Senate confirms Rajiv Shah, a food security expert, to head USAID, a key development agency. One task: help devise a strategy for infusion of new foreign aid to Pakistan and Afghanistan.
Pablo Martinez Monsivais/AP
America’s top international aid and development agency got a Christmas present Thursday when the Senate confirmed President Obama’s nomination of Rajiv Shah, a medical doctor and food security expert, to head the US Agency for International Development.
The Senate, although focused on its landmark healthcare overhaul vote, underscored the importance of getting the nation’s foreign aid house in order by taking time on Christmas Eve day to confirm Dr. Shah. Unlike the healthcare legislation, which received a strictly party-line vote, confirmation of the Department of Agriculture official won bipartisan support.

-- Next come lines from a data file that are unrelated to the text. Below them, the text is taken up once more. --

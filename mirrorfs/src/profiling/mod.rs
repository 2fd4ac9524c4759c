//! Operational profiling facilities.
//!
//! Two independent, optional diagnostics: a continuous CPU capture for
//! the process lifetime and on-demand heap snapshots triggered by
//! SIGUSR1. Failing to open the CPU destination at startup is fatal (the
//! user explicitly asked for the profile); an individual heap snapshot
//! failure is logged and the listener keeps serving later triggers.

mod cpu;
mod heap;

pub use cpu::CpuProfile;
pub use heap::HeapSnapshots;

use std::io;
use std::path::PathBuf;

use thiserror::Error;

/// Errors from the profiling facilities.
#[derive(Debug, Error)]
pub enum ProfileError {
    /// A profile destination file could not be created.
    #[error("failed to create profile file {}: {source}", path.display())]
    Create { path: PathBuf, source: io::Error },

    /// The CPU profiler itself failed.
    #[error("cpu profiler: {0}")]
    Profiler(#[from] pprof::Error),

    /// The captured CPU profile could not be encoded.
    #[error("failed to encode cpu profile: {0}")]
    Encode(String),

    /// A profile destination file could not be written.
    #[error("failed to write profile file {}: {source}", path.display())]
    Write { path: PathBuf, source: io::Error },

    /// The allocator refused to dump a heap snapshot.
    #[error("heap snapshot {} was not written: {source}", path.display())]
    HeapDump {
        path: PathBuf,
        source: tikv_jemalloc_ctl::Error,
    },

    /// A snapshot path contained an interior NUL byte.
    #[error("profile path {} contains an interior NUL byte", path.display())]
    InvalidPath { path: PathBuf },

    /// The snapshot trigger listener could not be installed.
    #[error("failed to install snapshot trigger listener: {0}")]
    Listener(#[from] io::Error),
}

/// Optional diagnostics, each independently enabled.
#[derive(Clone, Debug, Default)]
pub struct ProfilingConfig {
    /// Destination for the continuous CPU profile (pprof format).
    pub cpu_profile: Option<PathBuf>,

    /// Optional flamegraph rendering of the same capture.
    pub flamegraph: Option<PathBuf>,

    /// Prefix for heap snapshot files (`<prefix>-<seq>.heap`).
    pub heap_snapshot_prefix: Option<PathBuf>,
}

impl ProfilingConfig {
    /// Whether any facility is enabled.
    pub fn any_enabled(&self) -> bool {
        self.cpu_profile.is_some() || self.heap_snapshot_prefix.is_some()
    }
}

#[cfg(test)]
mod tests {
    use super::*;

    #[test]
    fn test_default_config_is_disabled() {
        assert!(!ProfilingConfig::default().any_enabled());
    }

    #[test]
    fn test_either_facility_enables() {
        let config = ProfilingConfig {
            cpu_profile: Some(PathBuf::from("/tmp/cpu.pb")),
            ..ProfilingConfig::default()
        };
        assert!(config.any_enabled());

        let config = ProfilingConfig {
            heap_snapshot_prefix: Some(PathBuf::from("/tmp/heap")),
            ..ProfilingConfig::default()
        };
        assert!(config.any_enabled());
    }
}
//! Continuous CPU capture.
//!
//! The capture starts before the mount and is finished exactly once on
//! the way out, on every exit path. The destination file is opened
//! eagerly so a bad path fails at startup instead of after a full run.

use std::fs::File;
use std::io::Write;
use std::path::{Path, PathBuf};

use pprof::protos::Message;
use pprof::{ProfilerGuard, ProfilerGuardBuilder};
use tracing::{debug, info};

use super::ProfileError;

/// Sampling frequency in Hz.
const SAMPLE_FREQUENCY: i32 = 99;

/// Frames excluded from the capture.
const FRAME_BLOCKLIST: &[&str] = &["libc", "libgcc", "pthread", "vdso"];

/// A running CPU capture.
///
/// Dropping the guard without calling [`finish`](Self::finish) stops
/// sampling but writes nothing, leaving the destination file empty. This
/// is what happens when the process is killed without a graceful
/// unmount.
pub struct CpuProfile {
    guard: ProfilerGuard<'static>,
    output: File,
    path: PathBuf,
    flamegraph: Option<PathBuf>,
}

impl CpuProfile {
    /// Open the destination and begin sampling.
    pub fn start(path: &Path, flamegraph: Option<&Path>) -> Result<Self, ProfileError> {
        let output = File::create(path).map_err(|source| ProfileError::Create {
            path: path.to_path_buf(),
            source,
        })?;
        let guard = ProfilerGuardBuilder::default()
            .frequency(SAMPLE_FREQUENCY)
            .blocklist(FRAME_BLOCKLIST)
            .build()?;
        debug!(path = %path.display(), frequency = SAMPLE_FREQUENCY, "cpu capture started");

        Ok(Self {
            guard,
            output,
            path: path.to_path_buf(),
            flamegraph: flamegraph.map(Path::to_path_buf),
        })
    }

    /// Stop sampling and flush the capture.
    ///
    /// Writes the pprof protobuf to the destination opened by
    /// [`start`](Self::start) and, when configured, renders a flamegraph
    /// SVG as well.
    pub fn finish(mut self) -> Result<(), ProfileError> {
        let report = self.guard.report().build()?;

        let profile = report.pprof()?;
        let mut content = Vec::new();
        profile
            .encode(&mut content)
            .map_err(|e| ProfileError::Encode(e.to_string()))?;
        self.output
            .write_all(&content)
            .and_then(|()| self.output.flush())
            .map_err(|source| ProfileError::Write {
                path: self.path.clone(),
                source,
            })?;
        info!(
            path = %self.path.display(),
            stacks = report.data.len(),
            "cpu profile written"
        );

        if let Some(ref flamegraph_path) = self.flamegraph {
            let file = File::create(flamegraph_path).map_err(|source| ProfileError::Create {
                path: flamegraph_path.clone(),
                source,
            })?;
            report.flamegraph(file)?;
            debug!(path = %flamegraph_path.display(), "flamegraph written");
        }

        Ok(())
    }
}
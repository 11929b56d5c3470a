use std::time::Duration;

use thiserror::Error;
use tokio_tungstenite::tungstenite::http::header::InvalidHeaderValue;
use tokio_tungstenite::tungstenite::Error as WsError;

use crate::api::ApiError;
use crate::stream::session::SessionState;

/// Coarse classification of [`StreamError`] values.
#[derive(Clone, Copy, Debug, Eq, PartialEq)]
pub enum ErrorKind {
    /// Handshake/open failure; no session was produced.
    Connection,
    /// Send failure, socket failure or REST transport failure.
    Transport,
    /// A completed inbound message was not a valid event.
    Decode,
    /// Operation invoked while the session is not open.
    IllegalState,
    /// Caller supplied an unusable argument.
    InvalidArgument,
}

/// Errors produced by the streaming connector and sessions.
#[derive(Debug, Error)]
pub enum StreamError {
    #[error("failed to open stream at {endpoint}: {source}")]
    Connection {
        endpoint: String,
        #[source]
        source: WsError,
    },

    #[error("stream handshake with {endpoint} did not complete within {timeout:?}")]
    ConnectTimeout { endpoint: String, timeout: Duration },

    #[error("websocket error: {0}")]
    Transport(#[from] WsError),

    #[error("outbound frame was not flushed within {0:?}")]
    SendTimeout(Duration),

    #[error("rest call failed: {0}")]
    Http(#[from] ApiError),

    /// `message` holds the start of the offending text.
    #[error("failed to decode event: {source} (message: {message})")]
    Decode {
        #[source]
        source: serde_json::Error,
        message: String,
    },

    #[error("failed to encode subscription: {0}")]
    Encode(#[source] serde_json::Error),

    #[error("invalid header value: {0}")]
    InvalidHeader(#[from] InvalidHeaderValue),

    #[error("invalid argument: {0}")]
    InvalidArgument(String),

    #[error("session is {0}")]
    IllegalState(SessionState),
}

impl StreamError {
    pub fn kind(&self) -> ErrorKind {
        match self {
            Self::Connection { .. } | Self::ConnectTimeout { .. } | Self::InvalidHeader(_) => {
                ErrorKind::Connection
            }
            Self::Transport(_) | Self::SendTimeout(_) | Self::Http(_) => ErrorKind::Transport,
            Self::Decode { .. } => ErrorKind::Decode,
            Self::IllegalState(_) => ErrorKind::IllegalState,
            Self::Encode(_) | Self::InvalidArgument(_) => ErrorKind::InvalidArgument,
        }
    }
}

Shah takes the helm of USAID, which has been without a chief since the outset of the Obama administration, at a crucial moment. US foreign assistance is expected to double to more than $50 billion a year over the next half-decade, in particular with boosts in development outlays to Afghanistan and Pakistan. But at the same time, USAID enters the period of growth a weakened agency, having lost its independence and having been incorporated into the State Department in a post-cold-war reorganization of foreign aid.
As USAID lost influence during the past decade, US development assistance policy and dollars were dispersed to dozens of other agencies, in particular the Department of Defense. Multiple agencies were sometimes found to be working at identical tasks – or even occasionally at cross purposes, government and private-sector investigations determined.